"Just to alleviate a few things"
Nov. 2nd, 2019 12:27 am I get crankier later a tonight, but I ate my dinner too late (fuckyougrubhub) and now I'm stuck staying up until I feel relatively certain that lying down won't bring about my immediate doom.
Got to bring Spark home to see our Nonsense again, I really want to do that more often so the two of them can get used to each other. In cat news, Brat was skeptical but let Spark pet her multiple times (I suspect up to a certain point, Brat thinks all attention is good attention).
It was a rough day, things that probably would have been better not piled on top of each getting piled on top of each other, and I am all up in my feels when I probably need to be patient and see how things play out, but I'm so scared of being the patient, unfussy person who gets fucked over because the unpatient fussy people are louder and more in someone's face. And I know that implies scarcity where maybe scarcity doesn't actual exist (except for that fucking thing where time happens), but also I want to know how to ask someone to be patient with me. I'm getting increasingly better at owning my shit, but if not help then sometimes I need room.
Vague handwavy sadness, and the sensation of something barreling down the tracks at me. not a light at the end of the tunnel, all my trains run dark, but I can feel the vibrations. And I can collapse things down into certainties, but they're not certaintiesthat will make me happier, or make me more me, they'll just move from potential into fact, which is its own cold comfort.
Made it through a week of three doctor's appointments, which sort of progressed through the range of first neutral, then annoying and finally culminating in straight up bad. I can't talk about it yet, I spent a bunch of time screamcrying in the parking lot of the local stop'n'shop because I wasn't sure if I had a correct outlet for my emotions that wasn't going to make me feel like I had to manage anything or anyone.

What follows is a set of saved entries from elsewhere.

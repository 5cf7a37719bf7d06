//! Codec Metrics
//!
//! Counters for packets and bytes passing through a [`PacketCodec`].
//!
//! Uses atomic counters so one instance can be shared between the read and
//! write halves of a connection.
//!
//! [`PacketCodec`]: crate::core::codec::PacketCodec

use std::sync::atomic::{AtomicU64, Ordering};
use tracing::info;

/// Counters updated by the stream codec
#[derive(Debug, Default)]
pub struct CodecMetrics {
    /// Packets written by the encoder
    pub packets_encoded: AtomicU64,
    /// Packets produced by the decoder
    pub packets_decoded: AtomicU64,
    /// Bytes written by the encoder, headers included
    pub bytes_encoded: AtomicU64,
    /// Bytes consumed by the decoder, headers included
    pub bytes_decoded: AtomicU64,
    /// Frames rejected for exceeding the configured maximum
    pub oversized_rejected: AtomicU64,
    /// Any other decode failure
    pub decode_errors: AtomicU64,
}

impl CodecMetrics {
    pub fn new() -> Self {
        Self::default()
    }

    /// Record an encoded packet
    pub fn packet_encoded(&self, byte_count: u64) {
        self.packets_encoded.fetch_add(1, Ordering::Relaxed);
        self.bytes_encoded.fetch_add(byte_count, Ordering::Relaxed);
    }

    /// Record a decoded packet
    pub fn packet_decoded(&self, byte_count: u64) {
        self.packets_decoded.fetch_add(1, Ordering::Relaxed);
        self.bytes_decoded.fetch_add(byte_count, Ordering::Relaxed);
    }

    pub fn oversized(&self) {
        self.oversized_rejected.fetch_add(1, Ordering::Relaxed);
    }

    pub fn decode_error(&self) {
        self.decode_errors.fetch_add(1, Ordering::Relaxed);
    }

    /// Get current metrics snapshot
    pub fn snapshot(&self) -> MetricsSnapshot {
        MetricsSnapshot {
            packets_encoded: self.packets_encoded.load(Ordering::Relaxed),
            packets_decoded: self.packets_decoded.load(Ordering::Relaxed),
            bytes_encoded: self.bytes_encoded.load(Ordering::Relaxed),
            bytes_decoded: self.bytes_decoded.load(Ordering::Relaxed),
            oversized_rejected: self.oversized_rejected.load(Ordering::Relaxed),
            decode_errors: self.decode_errors.load(Ordering::Relaxed),
        }
    }

    /// Log current metrics
    pub fn log_metrics(&self) {
        let snapshot = self.snapshot();
        info!(
            packets_encoded = snapshot.packets_encoded,
            packets_decoded = snapshot.packets_decoded,
            bytes_encoded = snapshot.bytes_encoded,
            bytes_decoded = snapshot.bytes_decoded,
            oversized_rejected = snapshot.oversized_rejected,
            decode_errors = snapshot.decode_errors,
            "Codec metrics snapshot"
        );
    }
}

/// Snapshot of metrics at a point in time
#[derive(Debug, Clone, Copy, PartialEq, Eq, Default)]
pub struct MetricsSnapshot {
    pub packets_encoded: u64,
    pub packets_decoded: u64,
    pub bytes_encoded: u64,
    pub bytes_decoded: u64,
    pub oversized_rejected: u64,
    pub decode_errors: u64,
}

Nonsense has proven that left to her own devices, she will dig like crazy in the back yard, especially up along the porch where she has seen bunnies go in. I've decide this means it's time to visit a bunch of beaches off season and abscond with interesting-to-me stones. Thinking of this has reminded me how much I miss going to the beach at night and wondering if there are ways to recreate that wrapped in the universe like it was a friendly blanket feeling. And part of it is the cocoon, and sometimes I want to be cocooned with people, some old and some new, and sometimes I want to be cocooned by myself, and sometimes I want to find that weird inbetween space where you get to be in parallel tracks, but not overlapping. Which sounds like I'm buying the mystical bullshit about perfect relationships meaning you can be quiet together (it's certainly important and necessary, but so are a lot of other things that seem a lot less often mentioned in romance novels).
This weekend - dogwalker comes to learn the new house, we go, uncostumed, to hands and hips's halloween concert. Sunday, a conB meeting and then off to Salem to hopefully play some board games. I've been slacking on getting my calendar up to date and up to speed, and some of that is the new and different kind of intrinsic unplannability that is Spark's life, but some of it is me being lazy about coping with that. So maybe off to do that in hopes that my stomach is almost settled enough to let me sleep.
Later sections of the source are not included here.